#### Prompt:
Among the entries, which lines carry the string "CodeRunState"? Copy every one.

===

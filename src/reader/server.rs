use std::net::SocketAddr;
use std::path::Path;
use std::sync::Arc;

use anyhow::{Context, Result};
use axum::{
    Router,
    extract::State,
    http::{HeaderMap, Uri},
    response::{IntoResponse, Redirect},
    routing::get,
};
use tokio::sync::broadcast;
use tower_http::cors::CorsLayer;
use tower_http::trace::TraceLayer;

use super::api::{self, ApiError, AppState, SharedState};
use super::db::{DbHandle, LibraryDb};
use super::engine::{EngineCell, PythonLoader};
use super::session::SessionRegistry;
use super::ws;
use crate::config::PagewiseConfig;

/// Build the full application router with API, WebSocket, and page routes.
pub fn build_router(state: SharedState) -> Router {
    api::api_router()
        .route("/", get(index_handler))
        .route("/ws", get(ws::ws_handler))
        .fallback(not_found)
        .layer(TraceLayer::new_for_http())
        .with_state(state)
}

/// Open a fresh reader session and send the browser to its page.
async fn index_handler(
    State(state): State<SharedState>,
    headers: HeaderMap,
) -> Result<Redirect, ApiError> {
    let handle = api::open_session(&state, &headers).await?;
    let id = handle.session.lock().await.id;
    Ok(Redirect::to(&format!("/sessions/{}", id)))
}

async fn not_found(uri: Uri) -> impl IntoResponse {
    ApiError::NotFound(format!("No route for {}", uri.path()))
}

/// Construct the shared state: open the library database, create the
/// broadcast channel, and prepare the execution engine.
pub fn build_state(config: &PagewiseConfig, project_dir: &Path) -> Result<SharedState> {
    let db_path = config.db_path(project_dir);
    if let Some(parent) = db_path.parent() {
        std::fs::create_dir_all(parent).context("Failed to create database directory")?;
    }
    let db = LibraryDb::new(&db_path).context("Failed to initialize library database")?;
    let (ws_tx, _rx) = broadcast::channel::<String>(256);

    let engines = if config.sandbox.enabled {
        tracing::info!(
            timeout_secs = config.sandbox.timeout,
            memory = %config.sandbox.memory,
            image = config.sandbox.image.as_deref().unwrap_or("host"),
            "code sandbox enabled"
        );
        EngineCell::new(Arc::new(PythonLoader::from_config(&config.sandbox)))
    } else {
        tracing::info!("code sandbox disabled by configuration");
        EngineCell::disabled()
    };

    Ok(Arc::new(AppState {
        db: DbHandle::new(db),
        ws_tx,
        sessions: SessionRegistry::new(),
        engines: Arc::new(engines),
        identity: config.identity.clone(),
    }))
}

/// Start the reader server. `on_ready` is called with the bound address
/// before the server begins accepting connections.
pub async fn start_server<F>(config: &PagewiseConfig, project_dir: &Path, on_ready: F) -> Result<()>
where
    F: FnOnce(SocketAddr),
{
    let state = build_state(config, project_dir)?;
    let reaper = config
        .server
        .session_idle_timeout()
        .map(|idle| state.sessions.spawn_reaper(idle));
    if config.server.is_exposed() && config.identity.trusted_proxy_secret.is_none() {
        tracing::warn!("identity headers are trusted from any client; set identity.trusted_proxy_secret");
    }
    let mut app = build_router(state);

    if config.server.dev_mode {
        app = app.layer(CorsLayer::permissive());
    }

    let addr = format!("{}:{}", config.server.bind_host(), config.server.port);
    let listener = tokio::net::TcpListener::bind(&addr)
        .await
        .with_context(|| format!("Failed to bind to {}", addr))?;

    let local_addr = listener.local_addr()?;
    tracing::info!(%local_addr, dev_mode = config.server.dev_mode, "pagewise server listening");
    on_ready(local_addr);

    axum::serve(listener, app)
        .with_graceful_shutdown(shutdown_signal())
        .await
        .context("Server error")?;

    if let Some(reaper) = reaper {
        reaper.abort();
    }
    tracing::info!("server shut down gracefully");
    Ok(())
}

async fn shutdown_signal() {
    if let Err(e) = tokio::signal::ctrl_c().await {
        tracing::error!(error = %e, "failed to install Ctrl+C handler");
        std::future::pending::<()>().await;
    }
    tracing::info!("shutting down");
}
//! HTML rendering for the reader page and viewer placeholders.

use std::fmt::Write as _;

use super::engine::EngineStatus;
use super::models::UserIdentity;
use super::navigation::NavigationSnapshot;
use super::runner::CodeRunState;

pub fn escape_html(s: &str) -> String {
    let mut out = String::with_capacity(s.len());
    for c in s.chars() {
        match c {
            '&' => out.push_str("&amp;"),
            '<' => out.push_str("&lt;"),
            '>' => out.push_str("&gt;"),
            '"' => out.push_str("&quot;"),
            '\'' => out.push_str("&#39;"),
            c => out.push(c),
        }
    }
    out
}

pub fn welcome_placeholder() -> String {
    "<div class=\"welcome\"><h1>Welcome to Pagewise</h1>\
     <p>Select a chapter from the library on the left to start reading.</p></div>"
        .to_string()
}

pub fn loading_placeholder() -> String {
    "<div class=\"loading\" aria-busy=\"true\"><p>Loading chapter…</p></div>".to_string()
}

pub fn no_content_placeholder(title: &str) -> String {
    format!(
        "<h1>{}</h1><p>This chapter doesn't have content yet. \
         Admin can add content using the \"Add Content\" button.</p>",
        escape_html(title)
    )
}

pub fn load_failed_placeholder() -> String {
    "<h1>Error Loading Chapter</h1>\
     <p class=\"error\">Failed to load chapter content. Please try again.</p>"
        .to_string()
}

/// Everything the reader page shows for one session.
pub struct PageView<'a> {
    pub session_id: &'a str,
    pub navigation: &'a NavigationSnapshot,
    pub outline_html: &'a str,
    pub content_html: &'a str,
    pub run: &'a CodeRunState,
    pub engine: &'a EngineStatus,
    pub user: Option<&'a UserIdentity>,
    pub is_admin: bool,
}

const PAGE_SCRIPT: &str = r#"
async function act(body) {
  const sid = document.body.dataset.session;
  await fetch(`/api/sessions/${sid}/actions`, {
    method: 'POST',
    headers: {'content-type': 'application/json'},
    body: JSON.stringify(body),
  });
  location.reload();
}
document.addEventListener('click', (e) => {
  const node = e.target.closest('[data-node]');
  if (node) {
    e.stopPropagation();
    const [kind, id] = node.dataset.node.split('-');
    act({action: 'click_node', node: {kind, id: Number(id)}});
    return;
  }
  const button = e.target.closest('[data-action]');
  if (!button) return;
  const body = {action: button.dataset.action};
  if (body.action === 'run') body.source = document.getElementById('source').value;
  act(body);
});
const feed = new WebSocket(
  `${location.protocol === 'https:' ? 'wss' : 'ws'}://${location.host}/ws?session=${document.body.dataset.session}`);
feed.addEventListener('message', (e) => {
  const {type} = JSON.parse(e.data);
  if (type === 'SandboxFinished' || type.startsWith('Book') || type.startsWith('Chapter')) {
    location.reload();
  }
});
"#;

pub fn render_page(view: &PageView<'_>) -> String {
    let nav = view.navigation;
    let mut html = String::new();
    let body_class = nav.theme.root_class().unwrap_or("");

    let _ = write!(
        html,
        "<!DOCTYPE html><html lang=\"en\"><head><meta charset=\"utf-8\">\
         <meta name=\"viewport\" content=\"width=device-width, initial-scale=1\">\
         <title>Pagewise</title></head>\
         <body class=\"{}\" data-session=\"{}\">",
        body_class,
        escape_html(view.session_id)
    );

    render_navbar(&mut html, view);

    html.push_str("<main class=\"layout\">");
    if nav.left_panel_visible {
        let _ = write!(
            html,
            "<aside class=\"left-panel\"><h2>Library</h2>{}</aside>",
            view.outline_html
        );
    }
    let _ = write!(
        html,
        "<section class=\"center-panel {}\"><article class=\"prose\">{}</article></section>",
        nav.content_width().css_class(),
        view.content_html
    );
    if nav.right_panel_visible {
        render_sandbox(&mut html, view.run, view.engine, view.user.is_some());
    }
    html.push_str("</main>");

    if view.is_admin && nav.authoring_modal_open {
        html.push_str(
            "<div class=\"modal\" role=\"dialog\"><h2>Add Content</h2>\
             <p>Use <code>pagewise author</code> or the REST API to manage books and chapters.</p>\
             <button data-action=\"toggle_authoring\">Close</button></div>",
        );
    }

    let _ = write!(html, "<script>{}</script></body></html>", PAGE_SCRIPT);
    html
}

fn render_navbar(html: &mut String, view: &PageView<'_>) {
    let theme_label = match view.navigation.theme.toggled() {
        super::navigation::Theme::Dark => "Dark mode",
        super::navigation::Theme::Light => "Light mode",
    };
    let _ = write!(
        html,
        "<nav class=\"navbar\"><span class=\"brand\">Pagewise</span>\
         <button data-action=\"toggle_left_panel\">Library</button>\
         <button data-action=\"toggle_right_panel\">Sandbox</button>\
         <button data-action=\"toggle_theme\" aria-label=\"Toggle Theme\">{}</button>",
        theme_label
    );
    if view.is_admin {
        html.push_str("<button data-action=\"toggle_authoring\">Add Content</button>");
    }
    match view.user {
        Some(user) => {
            let _ = write!(
                html,
                "<span class=\"user\">{}</span>",
                escape_html(&user.display_name())
            );
        }
        None => html.push_str("<span class=\"user anonymous\">Not signed in</span>"),
    }
    html.push_str("</nav>");
}

fn render_sandbox(html: &mut String, run: &CodeRunState, engine: &EngineStatus, signed_in: bool) {
    let disabled = if run.busy || !engine.is_ready() || !signed_in {
        " disabled"
    } else {
        ""
    };
    let _ = write!(
        html,
        "<aside class=\"right-panel\"><h2>Sandbox</h2>\
         <button data-action=\"clear_output\">Clear Output</button>\
         <button data-action=\"run\"{}>Run</button>\
         <textarea id=\"source\" spellcheck=\"false\">{}</textarea>",
        disabled,
        escape_html(&run.source_text)
    );
    match engine {
        EngineStatus::Uninitialized | EngineStatus::Loading => {
            html.push_str("<p class=\"engine-status\">Loading Python…</p>")
        }
        EngineStatus::Failed(reason) => {
            let _ = write!(
                html,
                "<p class=\"engine-status error\">Sandbox unavailable: {}</p>",
                escape_html(reason)
            );
        }
        EngineStatus::Disabled => {
            html.push_str("<p class=\"engine-status\">Sandbox disabled</p>")
        }
        EngineStatus::Ready if !signed_in => {
            html.push_str("<p class=\"engine-status\">Sign in to run code.</p>")
        }
        EngineStatus::Ready => {}
    }
    html.push_str("<div class=\"console\"><div class=\"console-title\">Console Output</div>");
    if run.output_lines.is_empty() {
        html.push_str("<span class=\"console-empty\">Ready...</span>");
    } else {
        for line in &run.output_lines {
            let _ = write!(html, "<div class=\"console-line\">{}</div>", escape_html(line));
        }
    }
    html.push_str("</div></aside>");
}

#[cfg(test)]
mod tests {
    use super::*;
    use crate::reader::navigation::Theme;

    fn view<'a>(
        nav: &'a NavigationSnapshot,
        run: &'a CodeRunState,
        engine: &'a EngineStatus,
    ) -> PageView<'a> {
        PageView {
            session_id: "s-1",
            navigation: nav,
            outline_html: "<ul class=\"outline\"></ul>",
            content_html: "<p>body</p>",
            run,
            engine,
            user: None,
            is_admin: false,
        }
    }

    #[test]
    fn test_escape_html() {
        assert_eq!(
            escape_html(r#"<a href="x">Tom & 'Jerry'</a>"#),
            "&lt;a href=&quot;x&quot;&gt;Tom &amp; &#39;Jerry&#39;&lt;/a&gt;"
        );
    }

    #[test]
    fn test_placeholders() {
        assert!(welcome_placeholder().contains("Select a chapter from the library"));
        let html = no_content_placeholder("Intro & Setup");
        assert!(html.contains("<h1>Intro &amp; Setup</h1>"));
        assert!(html.contains("Admin can add content"));
        assert!(load_failed_placeholder().contains("Please try again."));
    }

    #[test]
    fn test_dark_theme_sets_body_class() {
        let mut nav = NavigationSnapshot::default();
        let run = CodeRunState::default();
        let html = render_page(&view(&nav, &run, &EngineStatus::Ready));
        assert!(html.contains("<body class=\"\""));

        nav.theme = Theme::Dark;
        let html = render_page(&view(&nav, &run, &EngineStatus::Ready));
        assert!(html.contains("<body class=\"dark\""));
    }

    #[test]
    fn test_hidden_panels_are_not_rendered() {
        let nav = NavigationSnapshot {
            left_panel_visible: false,
            right_panel_visible: false,
            ..Default::default()
        };
        let run = CodeRunState::default();
        let html = render_page(&view(&nav, &run, &EngineStatus::Ready));
        assert!(!html.contains("left-panel"));
        assert!(!html.contains("right-panel"));
        assert!(html.contains("center-panel max-w-5xl"));
    }

    #[test]
    fn test_authoring_modal_requires_admin() {
        let nav = NavigationSnapshot {
            authoring_modal_open: true,
            ..Default::default()
        };
        let run = CodeRunState::default();
        let engine = EngineStatus::Ready;

        let html = render_page(&view(&nav, &run, &engine));
        assert!(!html.contains("role=\"dialog\""));
        assert!(!html.contains("Add Content</button>"));

        let admin = PageView {
            is_admin: true,
            ..view(&nav, &run, &engine)
        };
        assert!(render_page(&admin).contains("role=\"dialog\""));
    }

    #[test]
    fn test_sandbox_output_and_run_button() {
        let nav = NavigationSnapshot::default();
        let mut run = CodeRunState::default();
        let html = render_page(&view(&nav, &run, &EngineStatus::Loading));
        assert!(html.contains("Ready..."));
        assert!(html.contains("data-action=\"run\" disabled"));

        run.output_lines = vec!["1 < 2".into()];
        let html = render_page(&view(&nav, &run, &EngineStatus::Ready));
        assert!(html.contains("<div class=\"console-line\">1 &lt; 2</div>"));
        assert!(html.contains("data-action=\"run\" disabled"));
        assert!(html.contains("Sign in to run code."));

        let reader = UserIdentity::new("reader");
        let signed_in = PageView {
            user: Some(&reader),
            ..view(&nav, &run, &EngineStatus::Ready)
        };
        let html = render_page(&signed_in);
        assert!(html.contains("data-action=\"run\">"));
        assert!(!html.contains("Sign in to run code."));
    }
}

===

#### Task solution:
use super::runner::CodeRunState;
    pub run: &'a CodeRunState,
fn render_sandbox(html: &mut String, run: &CodeRunState, engine: &EngineStatus, signed_in: bool) {
        run: &'a CodeRunState,
        let run = CodeRunState::default();
        let run = CodeRunState::default();
        let run = CodeRunState::default();
        let mut run = CodeRunState::default();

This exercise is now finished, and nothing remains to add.